Report back every line below that carries the word "profiles".
═══ Available data ═══
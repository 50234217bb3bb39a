//! Configuration for FleetDB.
//!
//! Compile-time layout constants live at the top of this module; the
//! runtime [`StoreConfig`] (paths, table capacities, cache sizes) is loaded
//! from a TOML file or built from defaults.

use std::fs;
use std::path::{Path, PathBuf};

use serde::{Deserialize, Serialize};

use crate::common::{EntityKind, Error, Result};

/// Size of a page in bytes (4KB).
///
/// Every tree node, every tree metadata page and the heap store header
/// occupy exactly one page.
pub const PAGE_SIZE: usize = 4096;

/// Maximum keys per composite B-Tree node (order 5).
pub const BTREE_MAX_KEYS: usize = 9;

/// Maximum keys per string B+-Tree node (order 10).
pub const BPLUS_MAX_KEYS: usize = 19;

/// Fixed width of a string index key, including the NUL terminator.
pub const STRING_KEY_LEN: usize = 128;

/// Default number of cached pages for the primary B-Tree.
pub const DEFAULT_PRIMARY_CACHE_PAGES: usize = 256;

/// Default number of cached pages for each secondary B+-Tree.
pub const DEFAULT_SECONDARY_CACHE_PAGES: usize = 64;

/// Number of slots reserved for each record kind in the heap store.
#[derive(Debug, Clone, Copy, PartialEq, Eq, Serialize, Deserialize)]
#[serde(default)]
pub struct TableCapacities {
    pub profiles: u32,
    pub vehicles: u32,
    pub trips: u32,
    pub maintenance: u32,
    pub expenses: u32,
    pub documents: u32,
    pub incidents: u32,
}

impl TableCapacities {
    /// The same capacity for every table. Handy for tests.
    pub fn uniform(capacity: u32) -> Self {
        Self {
            profiles: capacity,
            vehicles: capacity,
            trips: capacity,
            maintenance: capacity,
            expenses: capacity,
            documents: capacity,
            incidents: capacity,
        }
    }

    /// Capacity of the table holding `kind`.
    pub fn get(&self, kind: EntityKind) -> u32 {
        match kind {
            EntityKind::Profile => self.profiles,
            EntityKind::Vehicle => self.vehicles,
            EntityKind::Trip => self.trips,
            EntityKind::Maintenance => self.maintenance,
            EntityKind::Expense => self.expenses,
            EntityKind::Document => self.documents,
            EntityKind::Incident => self.incidents,
        }
    }

    /// Set the capacity of the table holding `kind`.
    pub fn set(&mut self, kind: EntityKind, capacity: u32) {
        let slot = match kind {
            EntityKind::Profile => &mut self.profiles,
            EntityKind::Vehicle => &mut self.vehicles,
            EntityKind::Trip => &mut self.trips,
            EntityKind::Maintenance => &mut self.maintenance,
            EntityKind::Expense => &mut self.expenses,
            EntityKind::Document => &mut self.documents,
            EntityKind::Incident => &mut self.incidents,
        };
        *slot = capacity;
    }
}

impl Default for TableCapacities {
    fn default() -> Self {
        Self {
            profiles: 10_000,
            vehicles: 50_000,
            trips: 10_000_000,
            maintenance: 100_000,
            expenses: 500_000,
            documents: 100_000,
            incidents: 50_000,
        }
    }
}

/// Runtime configuration of a [`StorageEngine`](crate::StorageEngine).
///
/// # File format
/// ```toml
/// database_path = "data/fleet.db"
/// index_dir = "data/indexes"
/// primary_cache_pages = 256
///
/// [capacities]
/// profiles = 1000
/// trips = 200000
/// ```
/// Missing keys keep their defaults.
#[derive(Debug, Clone, PartialEq, Eq, Serialize, Deserialize)]
#[serde(default)]
pub struct StoreConfig {
    /// Heap store file.
    pub database_path: PathBuf,
    /// Directory holding the four index files.
    pub index_dir: PathBuf,
    /// Page cache size of the primary B-Tree.
    pub primary_cache_pages: usize,
    /// Page cache size of each secondary B+-Tree.
    pub secondary_cache_pages: usize,
    /// Slots preallocated per table when the heap store is created.
    pub capacities: TableCapacities,
}

impl StoreConfig {
    /// Configuration rooted in `dir`: `dir/fleet.db` and `dir/indexes/`.
    pub fn in_dir<P: AsRef<Path>>(dir: P) -> Self {
        let dir = dir.as_ref();
        Self {
            database_path: dir.join("fleet.db"),
            index_dir: dir.join("indexes"),
            ..Self::default()
        }
    }

    /// Load a configuration from a TOML file.
    ///
    /// # Errors
    /// Returns `Error::Config` if the file cannot be read or parsed, or if a
    /// cache size is zero.
    pub fn load<P: AsRef<Path>>(path: P) -> Result<Self> {
        let path = path.as_ref();
        let contents = fs::read_to_string(path)
            .map_err(|e| Error::Config(format!("cannot read {}: {e}", path.display())))?;
        Self::from_toml(&contents)
    }

    /// Parse a configuration from TOML text.
    pub fn from_toml(contents: &str) -> Result<Self> {
        let config: Self =
            toml::from_str(contents).map_err(|e| Error::Config(e.to_string()))?;
        config.validate()?;
        Ok(config)
    }

    /// Serialize to TOML text.
    pub fn to_toml(&self) -> Result<String> {
        toml::to_string_pretty(self).map_err(|e| Error::Config(e.to_string()))
    }

    fn validate(&self) -> Result<()> {
        if self.primary_cache_pages == 0 || self.secondary_cache_pages == 0 {
            return Err(Error::Config("cache page counts must be > 0".into()));
        }
        Ok(())
    }
}

impl Default for StoreConfig {
    fn default() -> Self {
        Self {
            database_path: PathBuf::from("compiled/SDM.db"),
            index_dir: PathBuf::from("compiled/indexes"),
            primary_cache_pages: DEFAULT_PRIMARY_CACHE_PAGES,
            secondary_cache_pages: DEFAULT_SECONDARY_CACHE_PAGES,
            capacities: TableCapacities::default(),
        }
    }
}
═══
Answer box:
    pub profiles: u32,
            profiles: capacity,
            EntityKind::Profile => self.profiles,
            EntityKind::Profile => &mut self.profiles,
            profiles: 10_000,
/// profiles = 1000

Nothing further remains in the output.